El libro de las preguntas –sin duda el núcleo central del empeño narrativo de Jabès– es una obra fuera de lo común, un hito literario sin parangón que se presta más a la exégesis que al culto. Aquellos que han intentado descifrar esta obra coinciden en su difícil clasificación: contiene una vertebral trama de ficción (las historias trágicas de Sara, Yukel, Yael, Elya, Aely), vivencias personales, poesías, reflexiones teológicas cercanas a la mística, preceptivas sobre la escritura, aforismos filosóficos… Todo ello expresado en un discurso fragmentario y discontinuo; repetitivo en ocasiones (como la salmodia de una oración) y contradictorio en otras (“Si hay una coherencia en mis libros, sólo es debida a la continuidad de mis contradicciones”); con ensimismados monólogos y diálogos intermitentes (“En el diálogo que pretendo, está abolida la respuesta; pero, a veces, la pregunta es el fulgor de la respuesta”); repleto de frases fulgurantes o proposiciones de ardua comprensión. El propio autor duda de que su obra –sin filiaciones ni discípulos– pertenezca a la literatura, pues dice que sus libros se excluyen como tales: “Mis libros no son, de hecho, más que lugares de paso” (entrevista con Marcel Cohen, Del desierto al libro, Trotta). ¿Jabès entiende la escritura como un rito de passage?

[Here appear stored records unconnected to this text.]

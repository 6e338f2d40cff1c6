//! Builds kanji study sheets: lecture lists of kanji are cross-referenced with KANJIDIC2
//! and written out as `;`-separated tables with readings, meanings and stroke-order images.

pub mod cli;
pub mod config;
pub mod enrich;
pub mod format;
pub mod lecture;
pub mod output;

use config::Config;
use output::Sheet;

/// Runs the whole pipeline: load the dictionary, scan the lectures, enrich and write the sheets.
pub fn run(config: &Config) -> eyre::Result<()> {
    let dictionary = kanjidata::load(&config.cache, config.refresh)?;

    tracing::info!("scanning {}", config.input_dir.display());
    let lectures = lecture::scan(&config.input_dir)?;

    let sheets = lectures
        .into_iter()
        .map(|lecture| {
            let rows = lecture
                .rows
                .iter()
                .map(|row| {
                    enrich::enrich(row, &lecture.path, &dictionary, &config.image_template)
                })
                .collect();
            Sheet {
                source: lecture.path,
                rows,
            }
        })
        .collect::<Vec<_>>();

    output::write(&sheets, &config.output_dir)
}

#[cfg(test)]
mod test {
    use super::*;
    use kanjidata::{cache, KanjiRecord, ReferenceDictionary};
    use std::fs;

    #[test]
    fn builds_sheets_from_cached_dictionary() {
        let dir = tempfile::tempdir().unwrap();
        let root = dir.path().join("kanji");
        let config = Config::from_root(&root, false).unwrap();

        let dictionary = [
            KanjiRecord {
                kanji: "食".to_string(),
                on: vec!["ショク".to_string()],
                kun: vec!["た.べる".to_string()],
                meaning: "eat, food".to_string(),
            },
            KanjiRecord {
                kanji: "見".to_string(),
                on: vec!["ケン".to_string()],
                kun: vec!["み.る".to_string()],
                meaning: "see".to_string(),
            },
        ]
        .into_iter()
        .collect::<ReferenceDictionary>();
        cache::write(&config.cache.dictionary, &dictionary).unwrap();

        fs::create_dir_all(config.input_dir.join("week2")).unwrap();
        fs::write(
            config.input_dir.join("a.txt"),
            "食;essen;;\n見;sehen;;\n",
        )
        .unwrap();
        fs::write(
            config.input_dir.join("week2").join("b.txt"),
            "見;sehen;;\n龘;Drache;トウ;\n食;essen;;",
        )
        .unwrap();

        run(&config).unwrap();

        let read = |name: &str| fs::read_to_string(config.output_dir.join(name)).unwrap();
        assert_eq!(read("a.csv").lines().count(), 2);
        assert_eq!(read("b.csv").lines().count(), 3);

        let all = read("all.csv");
        let kanji = all
            .lines()
            .map(|l| l.split(';').next().unwrap())
            .collect::<Vec<_>>();
        assert_eq!(kanji, vec!["食", "見", "見", "龘", "食"]);

        let first = all.lines().next().unwrap();
        let svg = root
            .parent()
            .unwrap()
            .join("kanjivg")
            .join("kanji")
            .join("098df.svg");
        assert_eq!(
            first,
            format!("食;ショク;<u>た</u>べる;essen;eat, food;{}", svg.display())
        );
        assert!(all.contains("龘;トウ;;Drache;;"));
    }
}
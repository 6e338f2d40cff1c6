//! Provides the KANJIDIC2-based reference dictionary for kanji study sheets.

pub mod cache;
pub mod dictionary;
pub mod kanjidic2;
pub mod loader;

pub use cache::CachePaths;
pub use dictionary::{KanjiRecord, ReferenceDictionary};
pub use loader::load;
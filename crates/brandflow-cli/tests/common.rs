//! Common test utilities shared across integration tests.
//!
//! Note: Clippy cannot track usage across integration test files,
//! hence the `allow(dead_code)` annotation.
#![cfg(test)]
#![allow(dead_code)]

use assert_cmd::Command;
use std::fs;
use std::path::{Path, PathBuf};
use tempfile::TempDir;

pub struct TestFixture {
    _temp_dir: TempDir,
    data_dir: PathBuf,
}

impl Default for TestFixture {
    fn default() -> Self {
        Self::new()
    }
}

impl TestFixture {
    pub fn new() -> Self {
        let temp_dir = TempDir::new().expect("Failed to create temp dir");
        let data_dir = temp_dir.path().join(".brandflow");
        fs::create_dir_all(&data_dir).expect("Failed to create data dir");

        Self {
            _temp_dir: temp_dir,
            data_dir,
        }
    }

    /// Fixture whose data directory already holds `config.toml`
    pub fn with_config(content: &str) -> Self {
        let fixture = Self::new();
        fs::write(fixture.config_path(), content).expect("Failed to write config");
        fixture
    }

    pub fn data_dir(&self) -> &Path {
        &self.data_dir
    }

    pub fn config_path(&self) -> PathBuf {
        self.data_dir.join("config.toml")
    }

    #[allow(deprecated)]
    pub fn command(&self) -> Command {
        let mut cmd = Command::cargo_bin("brandflow").expect("Failed to find brandflow binary");
        cmd.arg("--config")
            .arg(&self.data_dir)
            .env_remove("RUST_LOG")
            .env_remove("BRANDFLOW_PATH");
        cmd
    }

    /// Run with `--format json` and parse stdout
    pub fn json(&self, args: &[&str]) -> serde_json::Value {
        let output = self
            .command()
            .args(args)
            .arg("--format")
            .arg("json")
            .output()
            .expect("Failed to run brandflow");

        assert!(
            output.status.success(),
            "brandflow {:?} failed: {}",
            args,
            String::from_utf8_lossy(&output.stderr)
        );

        serde_json::from_slice(&output.stdout).expect("Output is not JSON")
    }
}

Toda interrogación supone una búsqueda, un medio de conocimiento, una afirmación del sujeto. Las palabras son el principal vehículo de ese viaje hacia el saber. Y así, a través de la escritura, Jabès perfila los contornos, límites, puntos ciegos, potencias y derivas de la existencia, sin embargo: “Aceptar la vida es proponer una explicación de la existencia; pero ¿cuál adoptar? Todas se contradicen”. Ciertamente, las obsesivas preguntas que plantea Jabès no suelen obtener, como el deseo, satisfacción definitiva. A lo sumo la contestación que se vislumbra resulta ambigua o deviene otra inquisición: “La pregunta de este libro es libro de ultrapregunta: el puñal clavado en el hueso”. Más que interpelaciones constituyen merodeos alrededor de un arcano inaccesible: el vacío o la Ausencia prístina que Jabès llama unas veces Dios y otras Libro y que implica, también, al sentido de la vida.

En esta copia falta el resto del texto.